Five Reasons Why Investors Should Consider EM Local Bonds

Attractive yields and cheap currencies make the sector stand out.

Key Insights

  • Emerging market (EM) currencies are bolstered by compelling valuations and the possibility of a turn in the U.S. dollar cycle.
  • EM local bonds offer real income potential in a world of very low‑ and negative‑yielding bonds across developed markets.
  • Shorter duration profile and potential inflows are also supportive for EM local bonds.


With investors struggling to find much‑needed yield for their portfolios, we believe a strong opportunity remains within emerging market (EM) local bonds. The yields on offer from a number of EM local bond markets are among the highest currently available in fixed income, while EM currencies are attractively valued and look set to benefit from the U.S. dollar cycle potentially turning. Below, we identify five factors that we believe support the case for this sometimes underappreciated asset class.

Why EM Local Bonds Could Shine

Why EM Local Bonds Could Shine

Compelling Valuations in  EM Currencies

EM currencies look attractive, in our view. The multiyear U.S. dollar bull run has driven developing currency values down significantly—indeed, according to our internal research model, EM currencies as an asset class were potentially as much as 18% undervalued (see chart) at the end of September. This is significant and suggests that there is ample room for EM currencies to appreciate against the dollar over the medium term. For this to happen, however, there will need to be a catalyst for U.S. dollar weakening—and we believe that catalyst is here.

For investors, EM local debt offers an increasingly rare source of positive income in the fixed income space.

U.S. Dollar Weakness a Potential Game Changer for EM Local Bonds

The U.S. dollar appears to be at a key inflection point. Several indicators, including an ultra‑easy Federal Reserve, large internal and external imbalances, and the likelihood of a slow and volatile U.S. economic recovery, point to dollar weakness ahead. Such a scenario could see EM currencies finally turn the tide and start to appreciate against the dollar—and, as our research shows, there is some way to go before EM currencies even reach our estimates of fair value.

For EM local bonds, currency appreciation is also beneficial. Why? The return of EM local bonds is composed of three parts: an interest return component, a price return component, and an FX return component. When EM currencies strengthen against the U.S. dollar, that last factor will contribute positively to performance and typically will drive gains and flows into the asset class.

A Rare Find When It Comes to Yield

For investors, EM local debt offers an increasingly rare source of positive income in the fixed income space. Currently, there is more than USD 16 trillionof negatively yielding developed market debt. At the end of October, the average nominal and real2 (inflation‑adjusted) yields on developed market sovereigns3 were just 0.9% and ‑1.4% respectively; by comparison, the average nominal and real yields on EM bonds4 were 4.5% and 0.6%.

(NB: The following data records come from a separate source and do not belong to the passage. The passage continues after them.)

use axum::{
    Router,
    extract::{FromRef, Request},
    http::HeaderName,
    middleware::{self, Next},
    response::Response,
};
use utoipa::OpenApi;
use utoipa_swagger_ui::SwaggerUi;

use tower::ServiceBuilder;
use tower_http::{
    cors::{Any, CorsLayer},
    request_id::{MakeRequestUuid, PropagateRequestIdLayer, SetRequestIdLayer},
    trace::{DefaultOnResponse, TraceLayer},
};
use tracing::{Level, Span};

// --- Module Structure ---

// Core application services and components.
pub mod auth;
pub mod codes;
pub mod config;
pub mod error;
pub mod handlers;
pub mod memory;
pub mod models;
pub mod password;
pub mod policy;
pub mod repository;
pub mod services;
pub mod slug;

// Module for routing segregation (Public, Authenticated, Admin).
pub mod routes;
use auth::AuthUser;
use policy::AdminCaller;
use routes::{admin, authenticated, public};

// --- Public Re-exports ---

pub use config::AppConfig;
pub use memory::MemoryRepository;
pub use repository::{PostgresRepository, RepositoryState};

/// ApiDoc
///
/// Aggregates every `#[utoipa::path]` handler and `ToSchema` model into the
/// OpenAPI document served at `/api-docs/openapi.json`.
#[derive(OpenApi)]
#[openapi(
    paths(
        handlers::health,
        handlers::auth::register, handlers::auth::login, handlers::auth::refresh_token,
        handlers::auth::get_me,
        handlers::roles::list_roles, handlers::roles::get_role, handlers::roles::create_role,
        handlers::roles::update_role, handlers::roles::delete_role,
        handlers::users::list_users, handlers::users::get_user, handlers::users::create_user,
        handlers::users::update_user, handlers::users::delete_user,
        handlers::blog::list_categories, handlers::blog::get_category,
        handlers::blog::create_category, handlers::blog::update_category,
        handlers::blog::delete_category,
        handlers::blog::list_blogs, handlers::blog::get_blog, handlers::blog::create_blog,
        handlers::blog::update_blog, handlers::blog::delete_blog,
    ),
    components(
        schemas(
            models::Role, models::UserProfile, models::AdminUser, models::TokenPair,
            models::AuthResponse, models::RegisterRequest, models::LoginRequest,
            models::RefreshRequest, models::RefreshResponse, models::AdminCreateUserRequest,
            models::AdminUpdateUserRequest, models::RoleRequest, models::RoleUpdate,
            models::BlogCategory, models::CategoryRequest, models::CategoryUpdate,
            models::BlogStatus, models::BlogFields, models::Blog, models::CreateBlogRequest,
            models::UpdateBlogRequest,
        )
    ),
    tags(
        (name = "rolepress", description = "Roles, accounts and blog API")
    )
)]
struct ApiDoc;

/// AppState
///
/// The single shared state handed to every handler: persistence behind a
/// trait object, plus the immutable configuration.
#[derive(Clone)]
pub struct AppState {
    /// Repository Layer: Postgres in production, in-memory in tests.
    pub repo: RepositoryState,
    /// Configuration: The loaded, immutable environment configuration.
    pub config: AppConfig,
}

// --- Axum FromRef Extractor Implementations ---

// Handlers and extractors pull only the pieces of AppState they need.

impl FromRef<AppState> for RepositoryState {
    fn from_ref(app_state: &AppState) -> RepositoryState {
        app_state.repo.clone()
    }
}

impl FromRef<AppState> for AppConfig {
    fn from_ref(app_state: &AppState) -> AppConfig {
        app_state.config.clone()
    }
}

/// auth_middleware
///
/// Guards `authenticated_routes`. Extracting `AuthUser` verifies the bearer
/// token and loads the user; any failure rejects with 401 before the handler
/// runs. The resolved identity is stored in the request extensions so the
/// handler's own `AuthUser` extraction does not hit the database again.
async fn auth_middleware(caller: AuthUser, mut request: Request, next: Next) -> Response {
    request.extensions_mut().insert(caller);
    next.run(request).await
}

/// admin_middleware
///
/// Guards `admin_routes`: authentication as above, then the admin policy
/// (403 for everyone else).
async fn admin_middleware(
    AdminCaller(caller): AdminCaller,
    mut request: Request,
    next: Next,
) -> Response {
    request.extensions_mut().insert(caller);
    next.run(request).await
}

/// create_router
///
/// Assembles the routing tree, applies scoped and global middleware, and
/// registers the application state.
pub fn create_router(state: AppState) -> Router {
    // 1. CORS Configuration
    let cors = CorsLayer::new()
        .allow_methods(Any)
        .allow_origin(Any)
        .allow_headers(Any);

    // Header name constant for Request Correlation.
    let x_request_id = HeaderName::from_static("x-request-id");

    // 2. Base Router Assembly
    let base_router = Router::new()
        // Documentation: Serve the auto-generated Swagger UI.
        .merge(SwaggerUi::new("/swagger-ui").url("/api-docs/openapi.json", ApiDoc::openapi()))
        // Public Routes: No middleware applied.
        .merge(public::public_routes())
        // Authenticated Routes: token required; mutating handlers take an
        // AdminCaller.
        .merge(
            authenticated::authenticated_routes().route_layer(middleware::from_fn_with_state(
                state.clone(),
                auth_middleware,
            )),
        )
        // Admin Routes: token and admin policy required for every method.
        .merge(
            admin::admin_routes().route_layer(middleware::from_fn_with_state(
                state.clone(),
                admin_middleware,
            )),
        )
        .with_state(state);

    // 3. Observability and Correlation Layers
    base_router
        .layer(
            ServiceBuilder::new()
                // 3a. Request ID Generation: a UUID for every incoming request.
                .layer(SetRequestIdLayer::new(x_request_id.clone(), MakeRequestUuid))
                // 3b. Request Tracing: one span per request, tagged with its id.
                .layer(
                    TraceLayer::new_for_http()
                        .make_span_with(trace_span_logger)
                        .on_response(
                            DefaultOnResponse::new()
                                .level(Level::INFO)
                                .latency_unit(tower_http::LatencyUnit::Millis),
                        ),
                )
                // 3c. Request ID Propagation: echo x-request-id back to the client.
                .layer(PropagateRequestIdLayer::new(x_request_id)),
        )
        // 4. CORS Layer
        .layer(cors)
}

/// trace_span_logger
///
/// Builds the per-request tracing span from the method, URI and the
/// `x-request-id` header, so every log line of a request can be correlated.
fn trace_span_logger(request: &axum::http::Request<axum::body::Body>) -> Span {
    let request_id = request
        .headers()
        .get("x-request-id")
        .and_then(|value| value.to_str().ok())
        .unwrap_or("unknown");

    tracing::info_span!(
        "http_request",
        method = ?request.method(),
        uri = ?request.uri(),
        req_id = %request_id,
    )
}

Attractive Valuations in EM FX

EM currencies appear to be undervalued against the U.S. dollar

Attractive Valuations in EM FX

As of September 30, 2020.
The T. Rowe Price Dynamic Equilibrium Exchange Rate model estimates the equilibrium value of a currency using relative terms of trade and productivity differentials as independent variables.
*USD Misevaluation: Average potential misevaluation of the U.S. dollar using our effective exchange rate model.
EM FX Misevaluation: Average potential misevaluation of EM currencies using our effective exchange rate model based on their market weight in the J.P. Morgan GBI-EM Global Diversified Index (excluding Argentina), see Additional Disclosures.
For outputs below zero, the model is signaling that EM currencies are undervalued. Above zero, the model is signaling that EM currencies are overvalued.
This material is not intended to forecast or predict future events.  Actual future outcomes may differ materially.  Changing assumptions may yield different results.
Sources: BIS/Haver Analytics, analysis by T. Rowe Price.

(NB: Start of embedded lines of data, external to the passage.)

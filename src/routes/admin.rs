use crate::{AppState, handlers::users};
use axum::{Router, routing::get};

/// Admin Router Module
///
/// User management. The whole router is wrapped in the admin middleware,
/// which authenticates the caller and applies the admin policy, so even
/// listing and retrieving users is admin-only.
pub fn admin_routes() -> Router<AppState> {
    Router::new()
        // GET/POST /users
        .route("/users", get(users::list_users).post(users::create_user))
        // GET/PUT/PATCH/DELETE /users/{id}
        // PUT and PATCH are both partial updates; user_code never changes.
        .route(
            "/users/{id}",
            get(users::get_user)
                .put(users::update_user)
                .patch(users::update_user)
                .delete(users::delete_user),
        )
}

With major central banks expected to keep accommodative policies in place for some time, that picture is unlikely to materially change anytime soon. Against this backdrop, securing yield is likely to become increasingly important.

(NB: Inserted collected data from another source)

#[async_trait]
impl Repository for PostgresRepository {
    async fn list_roles(&self) -> Result<Vec<Role>, RepoError> {
        let roles = sqlx::query_as::<_, Role>(
            "SELECT id, name, slug, description FROM roles ORDER BY id",
        )
        .fetch_all(&self.pool)
        .await?;
        Ok(roles)
    }

    async fn get_role(&self, id: i64) -> Result<Option<Role>, RepoError> {
        let role = sqlx::query_as::<_, Role>(
            "SELECT id, name, slug, description FROM roles WHERE id = $1",
        )
        .bind(id)
        .fetch_optional(&self.pool)
        .await?;
        Ok(role)
    }

    async fn get_role_by_slug(&self, slug: &str) -> Result<Option<Role>, RepoError> {
        let role = sqlx::query_as::<_, Role>(
            "SELECT id, name, slug, description FROM roles WHERE slug = $1",
        )
        .bind(slug)
        .fetch_optional(&self.pool)
        .await?;
        Ok(role)
    }

    async fn create_role(&self, role: RoleRequest) -> Result<Role, RepoError> {
        sqlx::query_as::<_, Role>(
            "INSERT INTO roles (name, slug, description) VALUES ($1, $2, $3) \
             RETURNING id, name, slug, description",
        )
        .bind(role.name)
        .bind(role.slug)
        .bind(role.description)
        .fetch_one(&self.pool)
        .await
        .map_err(map_db_error)
    }

    async fn update_role(&self, role: &Role) -> Result<Role, RepoError> {
        sqlx::query_as::<_, Role>(
            "UPDATE roles SET name = $2, slug = $3, description = $4 WHERE id = $1 \
             RETURNING id, name, slug, description",
        )
        .bind(role.id)
        .bind(&role.name)
        .bind(&role.slug)
        .bind(&role.description)
        .fetch_optional(&self.pool)
        .await
        .map_err(map_db_error)?
        .ok_or(RepoError::NotFound)
    }

    /// `users.role_id` is declared `ON DELETE SET NULL`; the users survive.
    async fn delete_role(&self, id: i64) -> Result<bool, RepoError> {
        let result = sqlx::query("DELETE FROM roles WHERE id = $1")
            .bind(id)
            .execute(&self.pool)
            .await?;
        Ok(result.rows_affected() > 0)
    }

    async fn list_users(&self) -> Result<Vec<User>, RepoError> {
        let rows = sqlx::query_as::<_, UserRow>(&format!("{USER_SELECT} ORDER BY u.id"))
            .fetch_all(&self.pool)
            .await?;
        Ok(rows.into_iter().map(User::from).collect())
    }

    async fn get_user(&self, id: i64) -> Result<Option<User>, RepoError> {
        let row = sqlx::query_as::<_, UserRow>(&format!("{USER_SELECT} WHERE u.id = $1"))
            .bind(id)
            .fetch_optional(&self.pool)
            .await?;
        Ok(row.map(User::from))
    }

    async fn get_user_by_username(&self, username: &str) -> Result<Option<User>, RepoError> {
        let row = sqlx::query_as::<_, UserRow>(&format!("{USER_SELECT} WHERE u.username = $1"))
            .bind(username)
            .fetch_optional(&self.pool)
            .await?;
        Ok(row.map(User::from))
    }

    async fn username_taken(&self, username: &str, except: Option<i64>) -> Result<bool, RepoError> {
        let taken = sqlx::query_scalar::<_, bool>(
            "SELECT EXISTS(SELECT 1 FROM users WHERE username = $1 AND ($2::BIGINT IS NULL OR id <> $2))",
        )
        .bind(username)
        .bind(except)
        .fetch_one(&self.pool)
        .await?;
        Ok(taken)
    }

    async fn email_taken(&self, email: &str, except: Option<i64>) -> Result<bool, RepoError> {
        let taken = sqlx::query_scalar::<_, bool>(
            "SELECT EXISTS(SELECT 1 FROM users WHERE lower(email) = lower($1) AND ($2::BIGINT IS NULL OR id <> $2))",
        )
        .bind(email)
        .bind(except)
        .fetch_one(&self.pool)
        .await?;
        Ok(taken)
    }

    /// create_user
    ///
    /// Runs code allocation and the insert in one transaction. The per-prefix
    /// counter row is locked with `FOR UPDATE`, so concurrent registrations
    /// queue behind each other instead of reading the same "last code". The
    /// unique constraint on `user_code` remains the final backstop.
    async fn create_user(&self, user: NewUser, code_prefix: &str) -> Result<User, RepoError> {
        let mut tx = self.pool.begin().await?;

        sqlx::query(
            "INSERT INTO user_code_counters (prefix, last_value) VALUES ($1, 0) \
             ON CONFLICT (prefix) DO NOTHING",
        )
        .bind(code_prefix)
        .execute(&mut *tx)
        .await?;

        let counter = sqlx::query_scalar::<_, i32>(
            "SELECT last_value FROM user_code_counters WHERE prefix = $1 FOR UPDATE",
        )
        .bind(code_prefix)
        .fetch_one(&mut *tx)
        .await?;

        let prefix_pattern = like_pattern(code_prefix);
        let prefix_pattern = &prefix_pattern[1..]; // anchored at the start
        let existing = sqlx::query_scalar::<_, String>(
            "SELECT user_code FROM users WHERE user_code LIKE $1",
        )
        .bind(prefix_pattern)
        .fetch_all(&mut *tx)
        .await?;

        let (value, user_code) = codes::next_code(
            code_prefix,
            existing.iter().map(String::as_str),
            counter.max(0) as u32,
        );

        sqlx::query("UPDATE user_code_counters SET last_value = $2 WHERE prefix = $1")
            .bind(code_prefix)
            .bind(value as i32)
            .execute(&mut *tx)
            .await?;

        let id = sqlx::query_scalar::<_, i64>(
            r#"
            INSERT INTO users (username, email, password_hash, is_active, is_staff, is_superuser, role_id, user_code)
            VALUES ($1, $2, $3, $4, $5, $6, $7, $8)
            RETURNING id
            "#,
        )
        .bind(&user.username)
        .bind(&user.email)
        .bind(&user.password_hash)
        .bind(user.is_active)
        .bind(user.is_staff)
        .bind(user.is_superuser)
        .bind(user.role_id)
        .bind(&user_code)
        .fetch_one(&mut *tx)
        .await
        .map_err(map_db_error)?;

        tx.commit().await?;
        tracing::debug!(user_id = id, %user_code, "allocated user code");

        self.get_user(id).await?.ok_or(RepoError::NotFound)
    }

    async fn update_user(&self, user: &User) -> Result<User, RepoError> {
        let result = sqlx::query(
            r#"
            UPDATE users
            SET username = $2, email = $3, password_hash = $4, is_active = $5,
                is_staff = $6, is_superuser = $7, role_id = $8
            WHERE id = $1
            "#,
        )
        .bind(user.id)
        .bind(&user.username)
        .bind(&user.email)
        .bind(&user.password_hash)
        .bind(user.is_active)
        .bind(user.is_staff)
        .bind(user.is_superuser)
        .bind(user.role.as_ref().map(|role| role.id))
        .execute(&self.pool)
        .await
        .map_err(map_db_error)?;

        if result.rows_affected() == 0 {
            return Err(RepoError::NotFound);
        }
        self.get_user(user.id).await?.ok_or(RepoError::NotFound)
    }

    async fn delete_user(&self, id: i64) -> Result<bool, RepoError> {
        let result = sqlx::query("DELETE FROM users WHERE id = $1")
            .bind(id)
            .execute(&self.pool)
            .await?;
        Ok(result.rows_affected() > 0)
    }

    /// list_categories
    ///
    /// Every search term must match the name or the slug (case-insensitive).
    async fn list_categories(&self, search_terms: &[String]) -> Result<Vec<BlogCategory>, RepoError> {
        let mut builder: QueryBuilder<Postgres> = QueryBuilder::new(
            "SELECT id, name, slug, created_at, updated_at FROM blog_categories WHERE TRUE",
        );
        for term in search_terms {
            let pattern = like_pattern(term);
            builder.push(" AND (name ILIKE ");
            builder.push_bind(pattern.clone());
            builder.push(" OR slug ILIKE ");
            builder.push_bind(pattern);
            builder.push(")");
        }
        builder.push(" ORDER BY name");

        let categories = builder
            .build_query_as::<BlogCategory>()
            .fetch_all(&self.pool)
            .await?;
        Ok(categories)
    }

    async fn get_category(&self, id: i64) -> Result<Option<BlogCategory>, RepoError> {
        let category = sqlx::query_as::<_, BlogCategory>(
            "SELECT id, name, slug, created_at, updated_at FROM blog_categories WHERE id = $1",
        )
        .bind(id)
        .fetch_optional(&self.pool)
        .await?;
        Ok(category)
    }

    async fn get_category_by_slug(&self, slug: &str) -> Result<Option<BlogCategory>, RepoError> {
        let category = sqlx::query_as::<_, BlogCategory>(
            "SELECT id, name, slug, created_at, updated_at FROM blog_categories WHERE slug = $1",
        )
        .bind(slug)
        .fetch_optional(&self.pool)
        .await?;
        Ok(category)
    }

    async fn create_category(&self, category: CategoryRequest) -> Result<BlogCategory, RepoError> {
        sqlx::query_as::<_, BlogCategory>(
            "INSERT INTO blog_categories (name, slug) VALUES ($1, $2) \
             RETURNING id, name, slug, created_at, updated_at",
        )
        .bind(category.name)
        .bind(category.slug)
        .fetch_one(&self.pool)
        .await
        .map_err(map_db_error)
    }

    async fn update_category(&self, category: &BlogCategory) -> Result<BlogCategory, RepoError> {
        sqlx::query_as::<_, BlogCategory>(
            "UPDATE blog_categories SET name = $2, slug = $3, updated_at = NOW() WHERE id = $1 \
             RETURNING id, name, slug, created_at, updated_at",
        )
        .bind(category.id)
        .bind(&category.name)
        .bind(&category.slug)
        .fetch_optional(&self.pool)
        .await
        .map_err(map_db_error)?
        .ok_or(RepoError::NotFound)
    }

    /// `blogs.category_id` is declared `ON DELETE SET NULL`; the posts survive.
    async fn delete_category(&self, id: i64) -> Result<bool, RepoError> {
        let result = sqlx::query("DELETE FROM blog_categories WHERE id = $1")
            .bind(id)
            .execute(&self.pool)
            .await?;
        Ok(result.rows_affected() > 0)
    }

    /// list_blogs
    ///
    /// Builds the filter/search/ordering clauses with QueryBuilder so every
    /// user-supplied value is a bound parameter.
    async fn list_blogs(&self, query: &BlogQuery) -> Result<Vec<Blog>, RepoError> {
        let mut builder: QueryBuilder<Postgres> = QueryBuilder::new(BLOG_SELECT);
        builder.push(" WHERE TRUE");

        if let Some(category) = &query.category {
            builder.push(" AND c.slug = ");
            builder.push_bind(category.clone());
        }
        if let Some(status) = &query.status {
            builder.push(" AND b.status = ");
            builder.push_bind(status.clone());
        }
        for term in &query.search_terms {
            let pattern = like_pattern(term);
            builder.push(" AND (b.title ILIKE ");
            builder.push_bind(pattern.clone());
            builder.push(" OR b.slug ILIKE ");
            builder.push_bind(pattern.clone());
            builder.push(" OR b.excerpt ILIKE ");
            builder.push_bind(pattern.clone());
            builder.push(" OR b.content ILIKE ");
            builder.push_bind(pattern);
            builder.push(")");
        }

        builder.push(" ORDER BY ");
        for ordering in &query.ordering {
            let column = match ordering.field {
                BlogOrderField::CreatedAt => "b.created_at",
                BlogOrderField::UpdatedAt => "b.updated_at",
            };
            builder.push(column);
            builder.push(if ordering.descending { " DESC, " } else { " ASC, " });
        }
        let tie_break_desc = query.ordering.first().is_none_or(|o| o.descending);
        builder.push(if tie_break_desc { "b.id DESC" } else { "b.id ASC" });

        let rows = builder
            .build_query_as::<BlogRow>()
            .fetch_all(&self.pool)
            .await?;
        Ok(rows.into_iter().map(Blog::from).collect())
    }

    async fn get_blog(&self, id: i64) -> Result<Option<Blog>, RepoError> {
        let row = sqlx::query_as::<_, BlogRow>(&format!("{BLOG_SELECT} WHERE b.id = $1"))
            .bind(id)
            .fetch_optional(&self.pool)
            .await?;
        Ok(row.map(Blog::from))
    }

    async fn create_blog(&self, fields: BlogFields) -> Result<Blog, RepoError> {
        let mut builder: QueryBuilder<Postgres> =
            QueryBuilder::new(format!("INSERT INTO blogs ({BLOG_COLUMNS}) VALUES ("));
        push_blog_values(&mut builder, &fields);
        builder.push(") RETURNING id");

        let id = builder
            .build_query_scalar::<i64>()
            .fetch_one(&self.pool)
            .await
            .map_err(map_db_error)?;

        self.get_blog(id).await?.ok_or(RepoError::NotFound)
    }

    async fn update_blog(&self, blog: &Blog) -> Result<Blog, RepoError> {
        let mut builder: QueryBuilder<Postgres> =
            QueryBuilder::new(format!("UPDATE blogs SET ({BLOG_COLUMNS}, updated_at) = ROW("));
        push_blog_values(&mut builder, &blog.fields);
        builder.push(", NOW()) WHERE id = ");
        builder.push_bind(blog.id);

        let result = builder
            .build()
            .execute(&self.pool)
            .await
            .map_err(map_db_error)?;
        if result.rows_affected() == 0 {
            return Err(RepoError::NotFound);
        }
        self.get_blog(blog.id).await?.ok_or(RepoError::NotFound)
    }

    async fn delete_blog(&self, id: i64) -> Result<bool, RepoError> {
        let result = sqlx::query("DELETE FROM blogs WHERE id = $1")
            .bind(id)
            .execute(&self.pool)
            .await?;
        Ok(result.rows_affected() > 0)
    }
}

Attractive Duration Profile

It is not just a yield story. The lower‑duration characteristics of EM local are also more favorable than developed markets, where the maturity of outstanding debt is longer. Why is this an attractive feature? Because the longer the duration, the greater the level of potential volatility and sensitivity to changes in interest rate rises. At the end of October, the average duration in EM local bonds5 was 5.3 years compared with an average of 7.1 years for U.S. Treasuries6 and 8.6 years for German bunds.7

Room to Absorb Investor Inflows

EM local bonds are still in recovery mode from the March sell‑off. Investor outflows have not yet been fully recouped, in contrast to EM hard currency corporates and EM hard currency sovereigns, which have recovered more substantively. This means that there is still ample room to absorb investor inflows—and given that the asset class has been relatively underinvested for several years, there is some way to go before concerns emerge about excess inflows or a potential price bubble forms.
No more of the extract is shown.